I had a sister, one I didn’t talk to all that much and who’d always resented what I had with Calliope because we were never that close.

But my sister was warm. She toed the line with the family. She thought she had to ‘know her place.’ I couldn’t relate to that.

Calliope, on the other hand, did not ‘know her place.’ She carved roads in areas no fucker would be brave enough to tread.

“I know you’re likely to get shit-faced drunk and talk about shit that women talk about, but you do not talk about that,” I told her, willing to go to battle with her if need be. But I wasn’t jazzed about it.

Calliope arched her brow. “You know me better than to think I’d spill my own secrets, let alone someone else’s.”

She didn’t say anything else. I waited for her to because women always had something else to say.

“You’re not going to say I should tell her?” I asked when she just kept fucking looking at me.

She cackled. “Fuck no,” she said. “I’m not going to tell anyone how to deal with their past. You don’t want to tell her, don’t fucking tell her.” She glanced to the hall once more. “God knows she’s probably got some secrets of her own that you’re blissfully ignorant about. Enjoy fucking each other’s brains out while your respective skeletons pound at the closet doors. Fuck knows it’ll be a mess when they finally come out.”

“Okay! I changed my outfit,” Fiona declared from down the hall. “I think I look better in this.”

I looked at my wife. She was now wearing jeans with a tank that dipped way low in the front, showing off too much of her luscious tits and her smooth, freckled shoulders.

“Fuck yes, you do!” Calliope declared with a grin. “Now let’s go. We’ve got a town to paint red.”
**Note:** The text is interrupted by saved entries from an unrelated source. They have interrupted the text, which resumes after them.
// [libs/domain/license/src/ticker.rs]
//! The License Manager's background worker: an explicit task + watch
//! channel the composition root owns the lifetime of, following the
//! same pacemaker-loop shape as the engine's other background workers.

use std::sync::Arc;
use std::time::Duration;

use tokio::sync::watch;
use tokio::task::JoinHandle;
use tracing::{info, instrument, warn};
use wbe_domain_models::license::{HardwareComponents, LicenseState};

use crate::manager::LicenseManager;
use crate::store::LicenseStore;

/// Handle returned by [`spawn_ticker`]. `state_rx` carries every state
/// the ticker observes; `shutdown` stops the loop within one tick
/// interval so shutdown never outlives one tick.
pub struct TickerHandle {
    pub state_rx: watch::Receiver<LicenseState>,
    shutdown_tx: watch::Sender<bool>,
    join: JoinHandle<()>,
}

impl TickerHandle {
    pub async fn shutdown(self) {
        let _ = self.shutdown_tx.send(true);
        let _ = self.join.await;
    }
}

#[instrument(skip(manager, observed_hw))]
pub fn spawn_ticker<S>(manager: Arc<LicenseManager<S>>, observed_hw: HardwareComponents, initial_state: LicenseState) -> TickerHandle
where
    S: LicenseStore + Send + Sync + 'static,
{
    let (state_tx, state_rx) = watch::channel(initial_state);
    let (shutdown_tx, mut shutdown_rx) = watch::channel(false);

    let join = tokio::spawn(async move {
        loop {
            let floor_hours = manager.min_tick_interval_hours().max(1);
            let cadence_hours = manager.check_interval_hours().max(floor_hours);
            let cadence = Duration::from_secs((cadence_hours * 3600) as u64);

            tokio::select! {
                _ = tokio::time::sleep(cadence) => {}
                _ = shutdown_rx.changed() => {
                    info!("🕰️ [LICENSE_TICKER]: shutdown signal received, exiting.");
                    return;
                }
            }

            match manager.check(&observed_hw).await {
                Ok(state) => {
                    if state_tx.send(state).is_err() {
                        warn!("🕰️ [LICENSE_TICKER]: state channel has no receivers, exiting.");
                        return;
                    }
                }
                Err(fault) => warn!("🕰️ [LICENSE_TICKER]: check() failed: {}", fault),
            }
        }
    });

    TickerHandle { state_rx, shutdown_tx, join }
}
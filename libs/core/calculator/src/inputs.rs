// [libs/core/calculator/src/inputs.rs]
/*!
 * APARATO: RESOLVEDOR DE ENTRADAS POR PRIORIDAD
 * RESPONSABILIDAD: CADENA DE RESOLUCION DE CAMPOS DEL BALANCE
 *
 * Every scalar field the calculator needs is resolved through the same
 * four-step chain: manual override, then the
 * time-series repository, then the constants table, then a literal
 * fallback. The calculator never reads the Store or the TS-repo
 * directly outside this module — submodels call `resolve`.
 */

use chrono::NaiveDate;
use wbe_domain_models::source::SourceType;
use wbe_infra_timeseries::TimeSeriesRepository;

/// Read-only surface the calculator needs over the Persistent Store.
/// Implemented by the infra Store crate; unit tests use a small stub.
pub trait CalculatorDataSource: Send + Sync {
    fn facilities(&self) -> Vec<wbe_domain_models::facility::Facility>;
    fn active_sources(&self, source_type: SourceType) -> Vec<wbe_domain_models::source::Source>;
    /// Sum of measurement rows for the given month and source type,
    /// restricted to currently active sources of that type.
    fn measurement_sum(&self, date: NaiveDate, source_type: SourceType) -> f64;
    fn manual_override(&self, date: NaiveDate, key: &str) -> Option<f64>;
    fn constant(&self, key: &str) -> Option<f64>;
    fn tailings_moisture_pct(&self, year: i32, month: u32) -> Option<f64>;
    /// The closing volume recorded for `facility_code` in the most
    /// recent saved balance strictly before `date`, if one exists.
    fn previous_closing_volume(&self, facility_code: &str, date: NaiveDate) -> Option<f64>;
}

/// Resolves a month-level, non-facility-scoped field through the full
/// priority chain: override → TS-repo → constants → literal fallback.
pub fn resolve(
    date: NaiveDate,
    field_key: &str,
    data: &dyn CalculatorDataSource,
    ts_repo: &dyn TimeSeriesRepository,
    literal_fallback: f64,
) -> f64 {
    if let Some(v) = data.manual_override(date, field_key) {
        return v;
    }
    if let Some(v) = ts_repo.get_value(date, field_key) {
        return v;
    }
    if let Some(v) = data.constant(field_key) {
        return v;
    }
    literal_fallback
}

/// Same as `resolve`, but also reports whether the literal fallback
/// was the value actually used — the calculator sets
/// `InputSubstitutedWithZero` from this when the fallback is 0.0 and a
/// value was genuinely expected: a required time-series field had no
/// value and no fallback, so 0 was substituted.
pub fn resolve_tracked(
    date: NaiveDate,
    field_key: &str,
    data: &dyn CalculatorDataSource,
    ts_repo: &dyn TimeSeriesRepository,
    literal_fallback: f64,
) -> (f64, bool) {
    if let Some(v) = data.manual_override(date, field_key) {
        return (v, false);
    }
    if let Some(v) = ts_repo.get_value(date, field_key) {
        return (v, false);
    }
    if let Some(v) = data.constant(field_key) {
        return (v, false);
    }
    (literal_fallback, true)
}

/// Same chain, but the TS-repo lookup is scoped to one facility (used
/// for rainfall and evaporation, which vary per facility).
pub fn resolve_for_facility(
    date: NaiveDate,
    field_key: &str,
    facility_code: &str,
    data: &dyn CalculatorDataSource,
    ts_repo: &dyn TimeSeriesRepository,
    literal_fallback: f64,
) -> f64 {
    let override_key = format!("{field_key}:{facility_code}");
    if let Some(v) = data.manual_override(date, &override_key) {
        return v;
    }
    if let Some(v) = ts_repo.get_value_for_facility(date, field_key, facility_code) {
        return v;
    }
    if let Some(v) = data.constant(field_key) {
        return v;
    }
    literal_fallback
}

#[cfg(test)]
pub mod test_support {
    use super::*;
    use std::collections::HashMap;
    use wbe_domain_models::facility::Facility;
    use wbe_domain_models::source::Source;

    #[derive(Default)]
    pub struct StubDataSource {
        pub facilities: Vec<Facility>,
        pub sources: Vec<Source>,
        pub measurement_sums: HashMap<(NaiveDate, SourceType), f64>,
        pub overrides: HashMap<(NaiveDate, String), f64>,
        pub constants: HashMap<String, f64>,
        pub tailings_moisture: HashMap<(i32, u32), f64>,
        pub previous_closings: HashMap<String, f64>,
    }

    impl CalculatorDataSource for StubDataSource {
        fn facilities(&self) -> Vec<Facility> {
            self.facilities.clone()
        }

        fn active_sources(&self, source_type: SourceType) -> Vec<Source> {
            self.sources.iter().filter(|s| s.source_type == source_type && s.active).cloned().collect()
        }

        fn measurement_sum(&self, date: NaiveDate, source_type: SourceType) -> f64 {
            *self.measurement_sums.get(&(date, source_type)).unwrap_or(&0.0)
        }

        fn manual_override(&self, date: NaiveDate, key: &str) -> Option<f64> {
            self.overrides.get(&(date, key.to_string())).copied()
        }

        fn constant(&self, key: &str) -> Option<f64> {
            self.constants.get(key).copied()
        }

        fn tailings_moisture_pct(&self, year: i32, month: u32) -> Option<f64> {
            self.tailings_moisture.get(&(year, month)).copied()
        }

        fn previous_closing_volume(&self, facility_code: &str, _date: NaiveDate) -> Option<f64> {
            self.previous_closings.get(facility_code).copied()
        }
    }

    #[derive(Default)]
    pub struct StubTimeSeries {
        pub values: HashMap<(NaiveDate, String), f64>,
        pub facility_values: HashMap<(NaiveDate, String, String), f64>,
    }

    impl TimeSeriesRepository for StubTimeSeries {
        fn get_value(&self, date: NaiveDate, field: &str) -> Option<f64> {
            self.values.get(&(date, field.to_string())).copied()
        }

        fn get_value_for_facility(&self, date: NaiveDate, field: &str, facility_code: &str) -> Option<f64> {
            self.facility_values.get(&(date, field.to_string(), facility_code.to_string())).copied()
        }

        fn get_latest_date(&self) -> Option<NaiveDate> {
            self.values.keys().map(|(d, _)| *d).max()
        }

        fn current_source_path(&self) -> String {
            "stub".to_string()
        }
    }
}

#[cfg(test)]
mod tests {
    use super::test_support::*;
    use super::*;

    #[test]
    fn override_wins_over_everything() {
        let mut data = StubDataSource::default();
        data.overrides.insert((NaiveDate::from_ymd_opt(2024, 12, 1).unwrap(), "DISCHARGE_M3".into()), 5.0);
        data.constants.insert("DISCHARGE_M3".into(), 99.0);
        let mut ts = StubTimeSeries::default();
        ts.values.insert((NaiveDate::from_ymd_opt(2024, 12, 1).unwrap(), "DISCHARGE_M3".into()), 42.0);

        let value = resolve(NaiveDate::from_ymd_opt(2024, 12, 1).unwrap(), "DISCHARGE_M3", &data, &ts, 0.0);
        assert_eq!(value, 5.0);
    }

    #[test]
    fn ts_repo_wins_over_constant_when_no_override() {
        let data = StubDataSource::default();
        let mut ts = StubTimeSeries::default();
        ts.values.insert((NaiveDate::from_ymd_opt(2024, 12, 1).unwrap(), "DISCHARGE_M3".into()), 42.0);

        let value = resolve(NaiveDate::from_ymd_opt(2024, 12, 1).unwrap(), "DISCHARGE_M3", &data, &ts, 0.0);
        assert_eq!(value, 42.0);
    }

    #[test]
    fn falls_back_to_literal_when_nothing_resolves() {
        let data = StubDataSource::default();
        let ts = StubTimeSeries::default();
        let value = resolve(NaiveDate::from_ymd_opt(2024, 12, 1).unwrap(), "DISCHARGE_M3", &data, &ts, 7.0);
        assert_eq!(value, 7.0);
    }
}
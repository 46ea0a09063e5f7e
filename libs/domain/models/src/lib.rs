// [libs/domain/models/src/lib.rs]
/*!
 * =================================================================
 * APARATO: WATER BALANCE DOMAIN MODELS (V1.0)
 * CLASIFICACION: DOMAIN LOGIC (ESTRATO L2)
 * RESPONSABILIDAD: SINGLE SOURCE OF TRUTH DE ENTIDADES Y DTOs
 *
 * Definiciones de tipos compartidos para el Motor de Balance Hidrico:
 * facilities, fuentes, mediciones, balances mensuales, transferencias
 * de bombeo y el registro de licencias.
 * =================================================================
 */

pub mod balance;
pub mod cache_event;
pub mod constant;
pub mod facility;
pub mod license;
pub mod measurement;
pub mod overrides;
pub mod source;
pub mod transfer;

pub use balance::{Balance, CalcType, CapacityWarning, DataQualityFlag, FacilityBalanceSnapshot};
pub use cache_event::CacheEvent;
pub use constant::Constant;
pub use facility::Facility;
pub use license::{AuditEventType, AuditLogEntry, HardwareComponents, License, LicenseState, LicenseTier};
pub use measurement::{Measurement, QualityFlag};
pub use overrides::{ManualOverride, TailingsMoistureMonthly};
pub use source::{Source, SourceType};
pub use transfer::{PumpTransferEvent, Transfer};
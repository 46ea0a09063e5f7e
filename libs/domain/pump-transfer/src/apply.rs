// [libs/domain/pump-transfer/src/apply.rs]
/*!
 * APARATO: APLICADOR TRANSACCIONAL DE TRANSFERENCIAS
 * RESPONSABILIDAD: IDEMPOTENCIA, PILOT-GATING Y ESCRITURA SERIALIZADA
 *
 * `apply_transfers` is the only place this crate
 * mutates anything, and only through the `PumpTransferStore` port —
 * the composition root's Store implementation owns the actual
 * facility rows. A `Mutex<()>` held for the whole call gives the
 * single-writer discipline this system requires — two simultaneous
 * calls must not double-decrement — without this crate knowing whether
 * the Store itself is already serialising writes.
 */

use std::collections::BTreeSet;
use std::sync::{Arc, Mutex};

use chrono::NaiveDate;
use tracing::{info, instrument, warn};
use wbe_core_cache::BalanceCache;
use wbe_domain_models::cache_event::CacheEvent;
use wbe_domain_models::transfer::Transfer;

use crate::errors::PumpTransferError;

/// Write-side port over the Persistent Store. One `apply_transfer`
/// call is expected to be
/// atomic: decrement source, increment destination, insert the event
/// row, all-or-nothing.
pub trait PumpTransferStore: Send + Sync {
    fn event_exists(&self, date: NaiveDate, source_code: &str, dest_code: &str) -> Result<bool, String>;
    fn area_code_of(&self, facility_code: &str) -> Result<Option<String>, String>;
    fn apply_transfer(&self, transfer: &Transfer, actor: &str) -> Result<(), String>;
}

#[derive(Debug, Clone, Copy, PartialEq, Eq)]
pub enum PilotGatingScope {
    Global,
    PilotArea,
}

/// `features.auto_apply_pump_transfers_scope` / `_pilot_areas`.
#[derive(Debug, Clone)]
pub struct PilotGating {
    pub scope: PilotGatingScope,
    pub pilot_areas: Vec<String>,
}

impl PilotGating {
    pub fn global() -> Self {
        Self { scope: PilotGatingScope::Global, pilot_areas: Vec::new() }
    }

    pub fn pilot_area(areas: Vec<String>) -> Self {
        Self { scope: PilotGatingScope::PilotArea, pilot_areas: areas }
    }

    fn allows(&self, area_code: &str) -> bool {
        match self.scope {
            PilotGatingScope::Global => true,
            PilotGatingScope::PilotArea => self.pilot_areas.iter().any(|a| a == area_code),
        }
    }
}

pub struct PumpTransferEngine<S> {
    store: S,
    write_lock: Mutex<()>,
    cache: Option<Arc<BalanceCache>>,
}

impl<S: PumpTransferStore> PumpTransferEngine<S> {
    pub fn new(store: S) -> Self {
        Self { store, write_lock: Mutex::new(()), cache: None }
    }

    /// Same as `new`, but shares `cache` with the calculator so an
    /// applied transfer invalidates the balances it affects instead of
    /// leaving them stale until the next unrelated write.
    pub fn with_cache(store: S, cache: Arc<BalanceCache>) -> Self {
        Self { store, write_lock: Mutex::new(()), cache: Some(cache) }
    }

    /// `apply_transfers(date, transfers, actor) -> AppliedCount`.
    /// Skips transfers that are already recorded or whose source area
    /// is outside the pilot scope; a single transfer's store failure
    /// is logged and skipped, the remaining transfers are still
    /// attempted, with partial success across multiple transfers
    /// reported by count. Before returning, invalidates the balance
    /// cache for every calc date that actually changed and notifies
    /// `TransfersApplied` — both happen after every write this call
    /// makes, never before.
    #[instrument(skip(self, transfers))]
    pub fn apply_transfers(
        &self,
        transfers: &[Transfer],
        actor: &str,
        gating: &PilotGating,
    ) -> Result<usize, PumpTransferError> {
        let _guard = self.write_lock.lock().expect("lock poisoned");
        let mut applied = 0usize;
        let mut affected_dates: BTreeSet<NaiveDate> = BTreeSet::new();

        for transfer in transfers {
            if self
                .store
                .event_exists(transfer.calc_date, &transfer.source_code, &transfer.dest_code)
                .map_err(PumpTransferError::StoreFailed)?
            {
                info!("⏭️  [PUMP]: {} -> {} on {} already applied, skipping.", transfer.source_code, transfer.dest_code, transfer.calc_date);
                continue;
            }

            if gating.scope == PilotGatingScope::PilotArea {
                let area = self
                    .store
                    .area_code_of(&transfer.source_code)
                    .map_err(PumpTransferError::StoreFailed)?
                    .ok_or_else(|| PumpTransferError::UnknownFacility(transfer.source_code.clone()))?;
                if !gating.allows(&area) {
                    info!("🚫 [PUMP]: {} is outside pilot scope ({}), skipping.", transfer.source_code, area);
                    continue;
                }
            }

            match self.store.apply_transfer(transfer, actor) {
                Ok(()) => {
                    applied += 1;
                    affected_dates.insert(transfer.calc_date);
                    info!(
                        "✅ [PUMP]: applied {:.1} m3 {} -> {} on {}",
                        transfer.volume_m3, transfer.source_code, transfer.dest_code, transfer.calc_date
                    );
                }
                Err(fault) => {
                    warn!("⚠️  [PUMP]: transfer {} -> {} failed, rolled back: {}", transfer.source_code, transfer.dest_code, fault);
                }
            }
        }

        if let Some(cache) = &self.cache {
            for date in &affected_dates {
                cache.invalidate_balance(Some(*date));
            }
            if !affected_dates.is_empty() {
                cache.notify(CacheEvent::TransfersApplied);
            }
        }

        Ok(applied)
    }
}

#[cfg(test)]
mod tests {
    use super::*;
    use std::collections::HashSet;
    use std::sync::Mutex as StdMutex;

    #[derive(Default)]
    struct StubStore {
        applied_events: StdMutex<HashSet<(NaiveDate, String, String)>>,
        areas: std::collections::HashMap<String, String>,
        fail_on: Option<String>,
    }

    impl PumpTransferStore for StubStore {
        fn event_exists(&self, date: NaiveDate, source_code: &str, dest_code: &str) -> Result<bool, String> {
            Ok(self.applied_events.lock().unwrap().contains(&(date, source_code.to_string(), dest_code.to_string())))
        }

        fn area_code_of(&self, facility_code: &str) -> Result<Option<String>, String> {
            Ok(self.areas.get(facility_code).cloned())
        }

        fn apply_transfer(&self, transfer: &Transfer, _actor: &str) -> Result<(), String> {
            if self.fail_on.as_deref() == Some(transfer.source_code.as_str()) {
                return Err("simulated store failure".into());
            }
            self.applied_events.lock().unwrap().insert((transfer.calc_date, transfer.source_code.clone(), transfer.dest_code.clone()));
            Ok(())
        }
    }

    fn transfer(date: NaiveDate, source: &str, dest: &str) -> Transfer {
        Transfer {
            calc_date: date,
            source_code: source.into(),
            dest_code: dest.into(),
            volume_m3: 5_000.0,
            source_level_before_pct: 80.0,
            dest_level_before_pct: 60.0,
            source_level_after_pct: 75.0,
            dest_level_after_pct: 65.0,
        }
    }

    #[test]
    fn applies_once_and_is_idempotent_on_retry() {
        let engine = PumpTransferEngine::new(StubStore::default());
        let date = NaiveDate::from_ymd_opt(2024, 12, 15).unwrap();
        let transfers = vec![transfer(date, "SRC", "DST")];

        let first = engine.apply_transfers(&transfers, "scheduler", &PilotGating::global()).unwrap();
        assert_eq!(first, 1);

        let second = engine.apply_transfers(&transfers, "scheduler", &PilotGating::global()).unwrap();
        assert_eq!(second, 0, "retry applies zero transfers, all already recorded");
    }

    #[test]
    fn pilot_gating_blocks_non_pilot_area() {
        let mut store = StubStore::default();
        store.areas.insert("SRC_M".into(), "MERM".into());
        store.areas.insert("SRC_U".into(), "UG2N".into());
        let engine = PumpTransferEngine::new(store);
        let date = NaiveDate::from_ymd_opt(2024, 12, 15).unwrap();
        let transfers = vec![transfer(date, "SRC_U", "DST_U"), transfer(date, "SRC_M", "DST_M")];

        let gating = PilotGating::pilot_area(vec!["UG2N".to_string()]);
        let applied = engine.apply_transfers(&transfers, "scheduler", &gating).unwrap();
        assert_eq!(applied, 1);
    }

    #[test]
    fn a_failed_transfer_does_not_block_the_rest() {
        let store = StubStore { fail_on: Some("BAD-SRC".to_string()), ..Default::default() };
        let engine = PumpTransferEngine::new(store);
        let date = NaiveDate::from_ymd_opt(2024, 12, 15).unwrap();
        let transfers = vec![transfer(date, "BAD-SRC", "DST"), transfer(date, "GOOD-SRC", "DST")];

        let applied = engine.apply_transfers(&transfers, "scheduler", &PilotGating::global()).unwrap();
        assert_eq!(applied, 1);
    }

    fn stub_balance(date: NaiveDate) -> wbe_domain_models::balance::Balance {
        wbe_domain_models::balance::Balance {
            calc_id: None,
            calc_date: date,
            calc_type: wbe_domain_models::balance::CalcType::Monthly,
            computed_at: chrono::Utc::now(),
            surface_water_m3: 0.0,
            groundwater_m3: 0.0,
            underground_water_m3: 0.0,
            rainfall_m3: 0.0,
            ore_moisture_m3: 0.0,
            aquifer_seepage_gain_m3: 0.0,
            tsf_return_m3: 0.0,
            total_inflows_m3: 0.0,
            fresh_inflows_m3: 0.0,
            evaporation_total_m3: 0.0,
            plant_consumption_net_m3: 0.0,
            plant_consumption_gross_m3: 0.0,
            auxiliary_uses_m3: 0.0,
            discharge_m3: 0.0,
            tailings_retention_m3: 0.0,
            total_outflows_m3: 0.0,
            seepage_loss_total_m3: 0.0,
            storage_change_m3: 0.0,
            closure_error_m3: 0.0,
            closure_error_pct: None,
            has_low_fresh_inflows: false,
            facilities: Vec::new(),
            pump_transfers: Vec::new(),
            capacity_warnings: Vec::new(),
            flags: Default::default(),
        }
    }

    #[test]
    fn successful_apply_invalidates_cache_and_notifies_transfers_applied() {
        use std::sync::atomic::{AtomicBool, Ordering};

        let cache = Arc::new(BalanceCache::new());
        let date = NaiveDate::from_ymd_opt(2024, 12, 15).unwrap();
        cache.get_or_compute::<_, ()>(date, None, || Ok(stub_balance(date))).unwrap();

        let notified = Arc::new(AtomicBool::new(false));
        let notified_in_listener = Arc::clone(&notified);
        cache.register_listener(Box::new(move |event| {
            if event == CacheEvent::TransfersApplied {
                notified_in_listener.store(true, Ordering::SeqCst);
            }
        }));

        let engine = PumpTransferEngine::with_cache(StubStore::default(), Arc::clone(&cache));
        let transfers = vec![transfer(date, "SRC", "DST")];
        let applied = engine.apply_transfers(&transfers, "scheduler", &PilotGating::global()).unwrap();
        assert_eq!(applied, 1);
        assert!(notified.load(Ordering::SeqCst), "TransfersApplied must be notified after a successful apply");

        let mut recomputed = false;
        cache
            .get_or_compute::<_, ()>(date, None, || {
                recomputed = true;
                Ok(stub_balance(date))
            })
            .unwrap();
        assert!(recomputed, "the cached balance for the affected date must be invalidated");
    }

    #[test]
    fn no_transfers_applied_does_not_notify() {
        use std::sync::atomic::{AtomicBool, Ordering};

        let cache = Arc::new(BalanceCache::new());
        let notified = Arc::new(AtomicBool::new(false));
        let notified_in_listener = Arc::clone(&notified);
        cache.register_listener(Box::new(move |event| {
            if event == CacheEvent::TransfersApplied {
                notified_in_listener.store(true, Ordering::SeqCst);
            }
        }));

        let date = NaiveDate::from_ymd_opt(2024, 12, 15).unwrap();
        let mut store = StubStore::default();
        store.applied_events.lock().unwrap().insert((date, "SRC".to_string(), "DST".to_string()));
        let engine = PumpTransferEngine::with_cache(store, Arc::clone(&cache));
        let transfers = vec![transfer(date, "SRC", "DST")];

        let applied = engine.apply_transfers(&transfers, "scheduler", &PilotGating::global()).unwrap();
        assert_eq!(applied, 0);
        assert!(!notified.load(Ordering::SeqCst), "an already-recorded transfer must not re-notify");
    }
}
Fiona grinned at me, snatched her purse off the counter, and followed Calliope.

“Call me when you get into trouble,” I said to Fiona’s ass.

“We won’t get in trouble,” she called back.

I shook my head as the door slammed and I was left with the quiet and my beer.

And fuck if I wasn’t counting down the damn seconds until she came home.

fiona

We did get in trouble.

But that was the end of the night.

The beginning and middle went quite well. I didn’t realize how much I needed a girls’ night out. Didn’t realize how fucking awesome Calliope was. She was a force of nature. There was something about the way she carried herself, the way she walked into a room like she owned it, like she was utterly and completely secure in her own body.

I’d thought I was pretty darn secure in my body and everything else, but it was different being around her.

There was a power about her. There was also something else. A kind of chaos. Like the air before a destructive storm.

We spent the first drinks and cheese fries talking about a lot but nothing important. It wasn’t until the cheese fries were done and I was on my second drink that I got curious.

“You want to tell me what got you running all the way here?” I asked, tilting my head to regard her.